[Your assignment] Give each entry back by retyping it exactly as written.

Items from a data source:
//! Mount directory helpers shared by the server and the client

use std::path::{Component, Path, PathBuf};

use crate::error::{Error, Result};
use crate::protocol::{epoch_seconds, FileMetadata};

/// Prefix of in-flight transfer files; never listed or reconciled
pub const PARTIAL_PREFIX: &str = ".wolfstore-partial-";

/// Join `name` onto the mount directory
///
/// Only plain relative names are accepted.
pub fn resolve_path(mount_path: &Path, name: &str) -> Result<PathBuf> {
    if name.is_empty() {
        return Err(Error::InvalidArgument("Missing file name".into()));
    }

    let relative = Path::new(name);
    if !relative.components().all(|c| matches!(c, Component::Normal(_))) {
        return Err(Error::InvalidArgument(format!("Invalid file name '{}'", name)));
    }

    Ok(mount_path.join(relative))
}

/// Scratch path a transfer of `name` is written to before it is renamed into place
pub fn partial_path(mount_path: &Path, name: &str) -> Result<PathBuf> {
    let target = resolve_path(mount_path, name)?;
    let file_name = target
        .file_name()
        .map(|n| n.to_string_lossy().into_owned())
        .unwrap_or_default();
    Ok(target.with_file_name(format!(
        "{}{}-{}",
        PARTIAL_PREFIX,
        uuid::Uuid::new_v4().simple(),
        file_name
    )))
}

/// Whether a directory entry is an in-flight transfer
pub fn is_partial(name: &str) -> bool {
    name.starts_with(PARTIAL_PREFIX)
}

/// Metadata of a regular file, `None` if absent or not a regular file
pub async fn stat_file(path: &Path, name: &str) -> Result<Option<FileMetadata>> {
    let meta = match tokio::fs::metadata(path).await {
        Ok(m) => m,
        Err(e) if e.kind() == std::io::ErrorKind::NotFound => return Ok(None),
        Err(e) => return Err(e.into()),
    };

    if !meta.is_file() {
        return Ok(None);
    }

    Ok(Some(FileMetadata {
        name: name.to_string(),
        size: meta.len(),
        last_modified: meta.modified().map(epoch_seconds).unwrap_or(0),
        crc: None,
        client_id: None,
    }))
}

/// Set a file's modification time to `epoch_secs`
pub fn set_mtime(path: &Path, epoch_secs: u64) -> Result<()> {
    let time = filetime::FileTime::from_unix_time(epoch_secs as i64, 0);
    filetime::set_file_mtime(path, time)?;
    Ok(())
}

#[cfg(test)]
mod tests {
    use super::*;

    #[test]
    fn test_resolve_rejects_escapes() {
        let mount = Path::new("/srv/wolfstore");
        assert_eq!(
            resolve_path(mount, "a.txt").unwrap(),
            PathBuf::from("/srv/wolfstore/a.txt")
        );
        assert!(resolve_path(mount, "").is_err());
        assert!(resolve_path(mount, "../etc/passwd").is_err());
        assert!(resolve_path(mount, "/etc/passwd").is_err());
    }

    #[test]
    fn test_partial_path_is_hidden_sibling() {
        let mount = Path::new("/srv/wolfstore");
        let partial = partial_path(mount, "a.txt").unwrap();
        let name = partial.file_name().unwrap().to_string_lossy().into_owned();
        assert!(is_partial(&name));
        assert!(name.ends_with("a.txt"));
        assert_eq!(partial.parent(), Some(mount));
    }

    #[tokio::test]
    async fn test_stat_reports_mtime_and_size() {
        let dir = tempfile::tempdir().unwrap();
        let path = dir.path().join("a.txt");
        std::fs::write(&path, b"0123456789").unwrap();
        set_mtime(&path, 1_620_000_000).unwrap();

        let meta = stat_file(&path, "a.txt").await.unwrap().unwrap();
        assert_eq!(meta.size, 10);
        assert_eq!(meta.last_modified, 1_620_000_000);

        assert!(stat_file(dir.path(), "dir").await.unwrap().is_none());
        assert!(stat_file(&dir.path().join("missing"), "missing").await.unwrap().is_none());
    }
}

[Completed task]
//! Mount directory helpers shared by the server and the client

use std::path::{Component, Path, PathBuf};

use crate::error::{Error, Result};
use crate::protocol::{epoch_seconds, FileMetadata};

/// Prefix of in-flight transfer files; never listed or reconciled
pub const PARTIAL_PREFIX: &str = ".wolfstore-partial-";

/// Join `name` onto the mount directory
///
/// Only plain relative names are accepted.
pub fn resolve_path(mount_path: &Path, name: &str) -> Result<PathBuf> {
    if name.is_empty() {
        return Err(Error::InvalidArgument("Missing file name".into()));
    }

    let relative = Path::new(name);
    if !relative.components().all(|c| matches!(c, Component::Normal(_))) {
        return Err(Error::InvalidArgument(format!("Invalid file name '{}'", name)));
    }

    Ok(mount_path.join(relative))
}

/// Scratch path a transfer of `name` is written to before it is renamed into place
pub fn partial_path(mount_path: &Path, name: &str) -> Result<PathBuf> {
    let target = resolve_path(mount_path, name)?;
    let file_name = target
        .file_name()
        .map(|n| n.to_string_lossy().into_owned())
        .unwrap_or_default();
    Ok(target.with_file_name(format!(
        "{}{}-{}",
        PARTIAL_PREFIX,
        uuid::Uuid::new_v4().simple(),
        file_name
    )))
}

/// Whether a directory entry is an in-flight transfer
pub fn is_partial(name: &str) -> bool {
    name.starts_with(PARTIAL_PREFIX)
}

/// Metadata of a regular file, `None` if absent or not a regular file
pub async fn stat_file(path: &Path, name: &str) -> Result<Option<FileMetadata>> {
    let meta = match tokio::fs::metadata(path).await {
        Ok(m) => m,
        Err(e) if e.kind() == std::io::ErrorKind::NotFound => return Ok(None),
        Err(e) => return Err(e.into()),
    };

    if !meta.is_file() {
        return Ok(None);
    }

    Ok(Some(FileMetadata {
        name: name.to_string(),
        size: meta.len(),
        last_modified: meta.modified().map(epoch_seconds).unwrap_or(0),
        crc: None,
        client_id: None,
    }))
}

/// Set a file's modification time to `epoch_secs`
pub fn set_mtime(path: &Path, epoch_secs: u64) -> Result<()> {
    let time = filetime::FileTime::from_unix_time(epoch_secs as i64, 0);
    filetime::set_file_mtime(path, time)?;
    Ok(())
}

#[cfg(test)]
mod tests {
    use super::*;

    #[test]
    fn test_resolve_rejects_escapes() {
        let mount = Path::new("/srv/wolfstore");
        assert_eq!(
            resolve_path(mount, "a.txt").unwrap(),
            PathBuf::from("/srv/wolfstore/a.txt")
        );
        assert!(resolve_path(mount, "").is_err());
        assert!(resolve_path(mount, "../etc/passwd").is_err());
        assert!(resolve_path(mount, "/etc/passwd").is_err());
    }

    #[test]
    fn test_partial_path_is_hidden_sibling() {
        let mount = Path::new("/srv/wolfstore");
        let partial = partial_path(mount, "a.txt").unwrap();
        let name = partial.file_name().unwrap().to_string_lossy().into_owned();
        assert!(is_partial(&name));
        assert!(name.ends_with("a.txt"));
        assert_eq!(partial.parent(), Some(mount));
    }

    #[tokio::test]
    async fn test_stat_reports_mtime_and_size() {
        let dir = tempfile::tempdir().unwrap();
        let path = dir.path().join("a.txt");
        std::fs::write(&path, b"0123456789").unwrap();
        set_mtime(&path, 1_620_000_000).unwrap();

        let meta = stat_file(&path, "a.txt").await.unwrap().unwrap();
        assert_eq!(meta.size, 10);
        assert_eq!(meta.last_modified, 1_620_000_000);

        assert!(stat_file(dir.path(), "dir").await.unwrap().is_none());
        assert!(stat_file(&dir.path().join("missing"), "missing").await.unwrap().is_none());
    }
}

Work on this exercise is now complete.